Visitors

The windows were open, but they usually knocked at the back door,
and you’d hear them, not just the toy town tinkle of Mr Whippy
that my friend’s mum told him meant he’d run out of lollies and ice cream,
but the calls from the Corona lorry, lemonade, lemonade, though
he had limeade, orangeade, cherryade, Tizer, ginger beer, sarsaparilla.
The milko had already been but Mr Corona only visited Edinburgh Walk
on Fridays, took the empties for a penny off, as I thumbed the bumps on the bottles.
There was the rag-n-bone on a Saturday, in a mesh-sided cart,
and my new dad doubled up winter and summer, delivering coal and turf.
The fish man called on Fridays too, he didn’t need a jingle,
you could smell him all the way from the sea. At Christmas
it was the Sally Army Band and mum always had the same request,
sent me out in my Led Zep sweatshirt to ask for In the Deep Mid-winter. Once
or twice there was a knife sharpener, on a bike, who also did scissors.

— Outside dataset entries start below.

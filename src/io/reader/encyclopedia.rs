//! Reading back a rendered encyclopedia.
use std::collections::BTreeSet;

use lazy_static::lazy_static;
use scraper::{ElementRef, Html, Selector};

use crate::entry::{
    DisambiguationOption, Encyclopedia, Entry, HideReason, HistoryRecord, Metadata, WikidataId,
};
use crate::error::Error;

lazy_static! {
    pub(super) static ref ROOT: Selector =
        Selector::parse(r#"div[role="ami_encyclopedia"]"#).expect("static selector");
    static ref ENTRY: Selector =
        Selector::parse(r#"div[role="ami_entry"]"#).expect("static selector");
    static ref SYNONYM: Selector =
        Selector::parse("ul.synonym_list > li").expect("static selector");
    static ref DESCRIPTION: Selector =
        Selector::parse("div.entry-description").expect("static selector");
    static ref HIDE: Selector =
        Selector::parse("input.entry-hide-checkbox").expect("static selector");
    static ref OPTIONS: Selector =
        Selector::parse("div.disambiguation-options").expect("static selector");
    static ref LABEL: Selector = Selector::parse("label").expect("static selector");
    static ref OPTION_INPUT: Selector =
        Selector::parse("input.disambiguation-checkbox").expect("static selector");
    static ref LINK: Selector = Selector::parse("a").expect("static selector");
    static ref IMAGE: Selector =
        Selector::parse("a.wikipedia-image-link").expect("static selector");
}

/// Parse the encyclopedia in `doc`.
///
/// All-or-nothing: the first malformed status, version, category or feature
/// list fails the whole load. Malformed history is the exception, it is
/// logged and read as empty.
pub fn parse_document(doc: &Html) -> Result<Encyclopedia, Error> {
    let root = doc
        .select(&ROOT)
        .next()
        .ok_or_else(|| Error::parse("encyclopedia", "no div[role=ami_encyclopedia] element"))?;

    let metadata = match root.value().attr("data-metadata") {
        Some(json) => serde_json::from_str::<Metadata>(json)
            .map_err(|e| Error::parse("encyclopedia metadata", e.to_string()))?,
        None => Metadata::new(root.value().attr("title").unwrap_or("Encyclopedia")),
    };

    let entries = root
        .select(&ENTRY)
        .enumerate()
        .map(|(idx, el)| parse_entry(el, idx))
        .collect::<Result<Vec<_>, _>>()?;

    debug!("parsed {} entries", entries.len());
    Ok(Encyclopedia::with_entries(metadata, entries))
}

fn parse_entry(el: ElementRef, idx: usize) -> Result<Entry, Error> {
    let attrs = el.value();
    let id = attrs.attr("data-entry-id").unwrap_or_default().to_string();
    let owner = if id.is_empty() {
        format!("entry #{}", idx)
    } else {
        format!("entry `{}`", id)
    };
    let term = attrs
        .attr("term")
        .filter(|t| !t.trim().is_empty())
        .ok_or_else(|| Error::MissingAttribute {
            element: owner.clone(),
            attribute: "term",
        })?;

    let mut entry = Entry::new(term)
        .with_search_term(attrs.attr("data-search-term").unwrap_or(term))
        .with_wikidata_id(WikidataId::parse_lenient(attrs.attr("wikidataid")))
        .with_wikipedia_url(attrs.attr("data-wikipedia-url").map(str::to_string))
        .with_description(el.select(&DESCRIPTION).next().map(|d| d.inner_html()))
        .with_image_url(
            el.select(&IMAGE)
                .next()
                .and_then(|a| a.value().attr("href"))
                .map(str::to_string),
        );
    entry.id = id;

    if let Some(category) = attrs.attr("data-category") {
        entry.category = Some(category.parse()?);
    }
    if let Some(status) = attrs.attr("data-status") {
        entry.status = status.parse()?;
    }
    if let Some(features) = attrs.attr("data-features") {
        entry.processed_features = serde_json::from_str::<BTreeSet<String>>(features)
            .map_err(|e| Error::parse(format!("features of {}", owner), e.to_string()))?;
    }

    let synonyms: Vec<String> = el
        .select(&SYNONYM)
        .map(|li| li.text().collect::<String>().trim().to_string())
        .filter(|s| !s.is_empty())
        .collect();
    if !synonyms.is_empty() {
        entry.synonyms = synonyms;
    }

    if let Some(hide) = el.select(&HIDE).next() {
        if hide.value().attr("checked").is_some() {
            let reason: HideReason = hide
                .value()
                .attr("data-reason")
                .unwrap_or("user_selected")
                .parse()?;
            entry.hide_reason = Some(reason);
        }
    }

    if let Some(wrapper) = el.select(&OPTIONS).next() {
        let fallback = wrapper.value().attr("data-fallback").is_some();
        for label in wrapper.select(&LABEL) {
            let input = match label.select(&OPTION_INPUT).next() {
                Some(input) => input,
                None => continue,
            };
            let url = match input.value().attr("data-wikipedia-url") {
                Some(url) => url.to_string(),
                None => continue,
            };
            if input.value().attr("checked").is_some() {
                entry.selected_options.push(url.clone());
            }
            if !fallback {
                let text = label
                    .select(&LINK)
                    .next()
                    .map(|a| a.text().collect::<String>())
                    .unwrap_or_default();
                entry.disambiguation_options.push(DisambiguationOption {
                    label: text.trim().to_string(),
                    url,
                });
            }
        }
    }

    let version = match attrs.attr("data-version") {
        Some(v) => v.trim().parse::<u32>().map_err(|e| {
            Error::parse(format!("version of {}", owner), format!("`{}`: {}", v, e))
        })?,
        None => 1,
    };
    let history = match attrs.attr("data-history") {
        Some(json) => serde_json::from_str::<Vec<HistoryRecord>>(json).unwrap_or_else(|e| {
            warn!("malformed history on {}, using empty history: {}", owner, e);
            Vec::new()
        }),
        None => Vec::new(),
    };
    entry.restore(version, history);

    Ok(entry)
}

When the Christian Aid collectors came mum said to put a few tuppences in,
made it feel like ten pence pieces in the red paper wallets. One year,
the Sally Army brought us a grocery box, covered with silver foil
and inside, a ham, oranges, cake. It made mum cry, even before they’d played.
The clairvoyant arrived, unannounced. Told mum her future, wanted no payment.